An application for patent can be constricted to single country, called as national patent application, or it can cover many countries, called as regional patent application, depending on where it is filed.
National application is filed at a national patent office such as UK patent office, which in turn files it at international office and regional patents applications are those, in which application is filed at international patent office such as European patent office. The WIPO (World Intellectual Property Organization) operates PCT (Patent Cooperation Treaty) which provides centralized application process. It enables the inventor to file an application for patent in single language and he can make application in any other region (contracting to PCT) at later day and for that second application also, the application date will be same as that of original application date.
International laws on Patent
Patent is set of rights granted to an inventor by national government for some time period in exchange of public disclosure of that invention. Patent is right provided to inventor for his invention, so that nobody else can reproduce his invention or use his invention without prior permission and for usually 20 years from filling date. The laws for patents vary from country to country.
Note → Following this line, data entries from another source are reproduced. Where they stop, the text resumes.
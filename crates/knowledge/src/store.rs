//! File-backed record store.
//!
//! The whole record set is written at once. Saves go to a temporary file in
//! the destination directory which is then renamed over the store, so a crash
//! mid-write leaves the previous store intact.

use crate::types::QaRecord;
use qabase_core::{AppError, AppResult};
use std::fs;
use std::io::{BufWriter, Write};
use std::path::{Path, PathBuf};
use tempfile::NamedTempFile;

/// Durable table of QA records, persisted as a JSON array.
#[derive(Debug, Clone)]
pub struct RecordStore {
    path: PathBuf,
}

impl RecordStore {
    pub fn new(path: impl Into<PathBuf>) -> Self {
        Self { path: path.into() }
    }

    pub fn path(&self) -> &Path {
        &self.path
    }

    /// Load all records in stored order.
    ///
    /// Returns `AppError::NotFound` when the store file does not exist yet.
    pub fn load(&self) -> AppResult<Vec<QaRecord>> {
        let content = match fs::read_to_string(&self.path) {
            Ok(content) => content,
            Err(e) if e.kind() == std::io::ErrorKind::NotFound => {
                return Err(AppError::NotFound(self.path.clone()));
            }
            Err(e) => return Err(AppError::Io(e)),
        };

        if content.trim().is_empty() {
            return Ok(Vec::new());
        }

        let records: Vec<QaRecord> = serde_json::from_str(&content).map_err(|e| {
            AppError::Serialization(format!("Failed to parse {:?}: {}", self.path, e))
        })?;

        tracing::debug!("Loaded {} records from {:?}", records.len(), self.path);
        Ok(records)
    }

    /// Load records, treating a missing store as empty.
    pub fn load_or_empty(&self) -> AppResult<Vec<QaRecord>> {
        match self.load() {
            Err(AppError::NotFound(path)) => {
                tracing::info!("No record store at {:?} yet", path);
                Ok(Vec::new())
            }
            other => other,
        }
    }

    /// Replace the stored record set atomically.
    pub fn save(&self, records: &[QaRecord]) -> AppResult<()> {
        self.write_atomic(records)
            .map_err(|e| AppError::Persistence(format!("Failed to save {:?}: {}", self.path, e)))?;

        tracing::debug!("Saved {} records to {:?}", records.len(), self.path);
        Ok(())
    }

    fn write_atomic(&self, records: &[QaRecord]) -> AppResult<()> {
        let dir = match self.path.parent() {
            Some(parent) if !parent.as_os_str().is_empty() => parent.to_path_buf(),
            _ => PathBuf::from("."),
        };
        fs::create_dir_all(&dir)?;

        let tmp = NamedTempFile::new_in(&dir)?;
        {
            let mut writer = BufWriter::new(tmp.as_file());
            serde_json::to_writer_pretty(&mut writer, records)?;
            writer.write_all(b"\n")?;
            writer.flush()?;
        }
        tmp.as_file().sync_all()?;

        tmp.persist(&self.path).map_err(|e| AppError::Io(e.error))?;
        Ok(())
    }
}

#[cfg(test)]
mod tests {
    use super::*;
    use crate::types::{RecordId, RecordStatus};
    use chrono::NaiveDate;
    use tempfile::TempDir;

    fn record(id: u64, answer: &str) -> QaRecord {
        QaRecord {
            id: Some(RecordId::Numeric(id)),
            question: format!("Pergunta {}", id),
            answer: answer.to_string(),
            version: 1,
            status: RecordStatus::Active,
            created_at: NaiveDate::from_ymd_opt(2024, 1, 15).unwrap(),
        }
    }

    #[test]
    fn test_missing_store_is_not_found() {
        let temp = TempDir::new().unwrap();
        let store = RecordStore::new(temp.path().join("qa_database.json"));

        assert!(store.load().unwrap_err().is_not_found());
        assert!(store.load_or_empty().unwrap().is_empty());
    }

    #[test]
    fn test_save_and_load() {
        let temp = TempDir::new().unwrap();
        let store = RecordStore::new(temp.path().join("nested/qa_database.json"));
        let records = vec![record(1, "Férias: 30 dias."), record(2, "Sim.")];

        store.save(&records).unwrap();
        let loaded = store.load().unwrap();
        assert_eq!(loaded, records);

        // Non-ASCII is written as-is
        let raw = fs::read_to_string(store.path()).unwrap();
        assert!(raw.contains("Férias"));
        assert!(raw.contains("\"Data de criação\": \"15/01/2024\""));
    }

    #[test]
    fn test_save_replaces_whole_set() {
        let temp = TempDir::new().unwrap();
        let store = RecordStore::new(temp.path().join("qa_database.json"));

        store.save(&[record(1, "a"), record(2, "b")]).unwrap();
        store.save(&[record(3, "c")]).unwrap();

        let loaded = store.load().unwrap();
        assert_eq!(loaded.len(), 1);
        assert_eq!(loaded[0].id, Some(RecordId::Numeric(3)));

        // No temp files left behind
        let leftovers = fs::read_dir(temp.path()).unwrap().count();
        assert_eq!(leftovers, 1);
    }

    #[test]
    fn test_save_failure_is_persistence_error() {
        let temp = TempDir::new().unwrap();
        // A directory sits where the store file should go
        let path = temp.path().join("qa_database.json");
        fs::create_dir(&path).unwrap();
        let store = RecordStore::new(&path);

        let err = store.save(&[record(1, "a")]).unwrap_err();
        assert!(matches!(err, AppError::Persistence(_)));
    }

    #[test]
    fn test_loads_store_with_float_ids() {
        let temp = TempDir::new().unwrap();
        let path = temp.path().join("qa_database.json");
        fs::write(
            &path,
            r#"[
                {"ID": 1.0, "Pergunta": "q1", "Resposta": "a1", "Versão": 1.0, "Status": "Ativo", "Data de criação": "01/02/2024"},
                {"ID": null, "Pergunta": "q2", "Resposta": "a2", "Versão": 2.0, "Status": "Ativo", "Data de criação": "02/02/2024"},
                {"ID": 3.0, "Pergunta": "q3", "Resposta": "a3", "Versão": 2.0, "Status": "Inativo", "Data de criação": "03/02/2024"}
            ]"#,
        )
        .unwrap();

        let records = RecordStore::new(&path).load().unwrap();
        assert_eq!(records.len(), 3);
        assert_eq!(records[0].id, Some(RecordId::Numeric(1)));
        assert_eq!(records[1].id, None);
        assert_eq!(records[2].id, Some(RecordId::Numeric(3)));
        assert_eq!(records[2].version, 2);
        assert_eq!(crate::records::next_id(&records), 4);
    }

    #[test]
    fn test_corrupt_store_is_serialization_error() {
        let temp = TempDir::new().unwrap();
        let path = temp.path().join("qa_database.json");
        fs::write(&path, "[{\"ID\": 1,").unwrap();

        let err = RecordStore::new(&path).load().unwrap_err();
        assert!(matches!(err, AppError::Serialization(_)));
    }
}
The patents are granted by and enforcement of patents is governed by national laws as well as international laws on patents.
International laws on patents are the general guidelines or some basic set of rules which all countries and its people should follow. A key convention related to patent was accepted as guideline for international patent law which is called as Paris Convention for the protection of industrial properties, was signed in 1983. It sets out basic rules related to patents but does not have direct legal effects in national jurisdictions. Most significant point in this convention is provision of right to claim priority, i.e. after one has filed its claim for patent in any member state of Paris convention, he can fill application for patent in any other member state within certain period (12 months) and application date of that application will be regarded as same as first application.
The WTO (World Trade Organization) is particularly active in this area and has proposed TRIPs agreement, which has been successful in providing forum for countries to define internationally accepted laws on patents. Agreement to TRIPs clauses is one of the few thing, that require if any country wants to make any transaction with WTO. So basically its compliance is taken as important by many countries. This has also led to or forced many developing nations to change their national laws on patents as per international guidelines for making patent laws.